- [Exercise objective] For the listing below, output exactly the lines from the line with "let order = match" up to and including the line with "pub fn date_or_today(sub: &clap::ArgMatches)", and no other lines.
..........
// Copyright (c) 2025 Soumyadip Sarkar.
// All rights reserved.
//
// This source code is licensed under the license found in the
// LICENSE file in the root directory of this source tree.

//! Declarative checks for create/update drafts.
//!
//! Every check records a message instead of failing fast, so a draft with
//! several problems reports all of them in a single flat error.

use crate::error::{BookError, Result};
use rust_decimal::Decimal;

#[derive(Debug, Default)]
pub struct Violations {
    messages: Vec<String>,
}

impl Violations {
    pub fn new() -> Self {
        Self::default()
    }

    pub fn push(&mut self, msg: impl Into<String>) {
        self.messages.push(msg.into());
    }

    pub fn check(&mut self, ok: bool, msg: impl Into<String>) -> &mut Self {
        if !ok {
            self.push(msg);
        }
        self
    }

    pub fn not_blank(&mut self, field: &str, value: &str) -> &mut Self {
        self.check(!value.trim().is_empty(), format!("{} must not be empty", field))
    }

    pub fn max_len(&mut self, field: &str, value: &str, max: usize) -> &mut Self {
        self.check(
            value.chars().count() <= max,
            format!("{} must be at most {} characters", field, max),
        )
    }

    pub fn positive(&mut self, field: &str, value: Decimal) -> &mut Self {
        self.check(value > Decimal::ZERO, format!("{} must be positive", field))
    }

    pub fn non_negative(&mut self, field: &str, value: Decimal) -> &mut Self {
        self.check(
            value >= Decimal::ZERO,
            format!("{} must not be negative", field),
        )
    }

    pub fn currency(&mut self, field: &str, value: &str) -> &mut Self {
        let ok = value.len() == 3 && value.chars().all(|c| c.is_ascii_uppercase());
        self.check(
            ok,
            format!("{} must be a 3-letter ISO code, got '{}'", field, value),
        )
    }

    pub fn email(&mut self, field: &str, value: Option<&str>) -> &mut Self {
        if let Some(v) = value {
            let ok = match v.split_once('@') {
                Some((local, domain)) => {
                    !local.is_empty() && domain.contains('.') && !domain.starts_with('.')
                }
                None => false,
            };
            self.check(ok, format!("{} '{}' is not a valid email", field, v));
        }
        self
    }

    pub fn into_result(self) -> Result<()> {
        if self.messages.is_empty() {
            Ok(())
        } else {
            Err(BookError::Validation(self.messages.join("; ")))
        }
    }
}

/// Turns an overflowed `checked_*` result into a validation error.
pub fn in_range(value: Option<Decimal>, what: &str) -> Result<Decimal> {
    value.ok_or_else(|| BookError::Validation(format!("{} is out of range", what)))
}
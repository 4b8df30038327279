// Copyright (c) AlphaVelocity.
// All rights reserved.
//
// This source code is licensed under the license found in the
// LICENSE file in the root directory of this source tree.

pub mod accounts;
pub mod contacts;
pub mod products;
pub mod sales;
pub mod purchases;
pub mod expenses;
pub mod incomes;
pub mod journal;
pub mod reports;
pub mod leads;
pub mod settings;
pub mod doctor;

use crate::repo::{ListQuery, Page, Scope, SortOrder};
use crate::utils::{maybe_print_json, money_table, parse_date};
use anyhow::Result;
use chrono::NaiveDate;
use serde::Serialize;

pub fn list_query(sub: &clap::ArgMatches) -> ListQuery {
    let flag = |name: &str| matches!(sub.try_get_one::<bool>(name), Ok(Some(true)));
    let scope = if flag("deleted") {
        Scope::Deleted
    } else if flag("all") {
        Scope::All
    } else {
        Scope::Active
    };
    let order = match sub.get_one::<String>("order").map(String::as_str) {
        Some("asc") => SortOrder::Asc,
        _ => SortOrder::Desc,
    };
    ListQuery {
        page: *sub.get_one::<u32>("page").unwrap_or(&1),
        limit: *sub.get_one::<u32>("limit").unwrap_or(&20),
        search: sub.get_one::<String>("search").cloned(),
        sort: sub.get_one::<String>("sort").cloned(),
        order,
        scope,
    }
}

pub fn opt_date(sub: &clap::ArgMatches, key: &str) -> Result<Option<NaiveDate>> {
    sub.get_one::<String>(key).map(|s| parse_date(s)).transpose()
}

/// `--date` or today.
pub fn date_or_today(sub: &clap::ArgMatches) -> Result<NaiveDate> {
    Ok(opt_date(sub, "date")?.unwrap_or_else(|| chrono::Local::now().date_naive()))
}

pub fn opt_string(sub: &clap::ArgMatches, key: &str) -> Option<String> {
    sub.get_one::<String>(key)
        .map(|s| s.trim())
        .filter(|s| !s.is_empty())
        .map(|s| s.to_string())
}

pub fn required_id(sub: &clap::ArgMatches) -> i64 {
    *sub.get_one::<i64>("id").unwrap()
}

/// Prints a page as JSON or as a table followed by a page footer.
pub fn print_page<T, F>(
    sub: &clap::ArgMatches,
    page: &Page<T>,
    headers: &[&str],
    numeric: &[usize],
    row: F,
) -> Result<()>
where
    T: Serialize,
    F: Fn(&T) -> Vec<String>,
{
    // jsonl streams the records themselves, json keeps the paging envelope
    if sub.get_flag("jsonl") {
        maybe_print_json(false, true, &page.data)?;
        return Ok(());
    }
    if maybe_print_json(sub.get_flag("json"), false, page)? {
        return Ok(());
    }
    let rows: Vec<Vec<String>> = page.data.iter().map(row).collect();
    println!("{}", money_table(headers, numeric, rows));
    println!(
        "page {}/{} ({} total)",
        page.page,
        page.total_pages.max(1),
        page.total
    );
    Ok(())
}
..........
- [Response for this exercise]
    let order = match sub.get_one::<String>("order").map(String::as_str) {
        Some("asc") => SortOrder::Asc,
        _ => SortOrder::Desc,
    };
    ListQuery {
        page: *sub.get_one::<u32>("page").unwrap_or(&1),
        limit: *sub.get_one::<u32>("limit").unwrap_or(&20),
        search: sub.get_one::<String>("search").cloned(),
        sort: sub.get_one::<String>("sort").cloned(),
        order,
        scope,
    }
}

pub fn opt_date(sub: &clap::ArgMatches, key: &str) -> Result<Option<NaiveDate>> {
    sub.get_one::<String>(key).map(|s| parse_date(s)).transpose()
}

/// `--date` or today.
pub fn date_or_today(sub: &clap::ArgMatches) -> Result<NaiveDate> {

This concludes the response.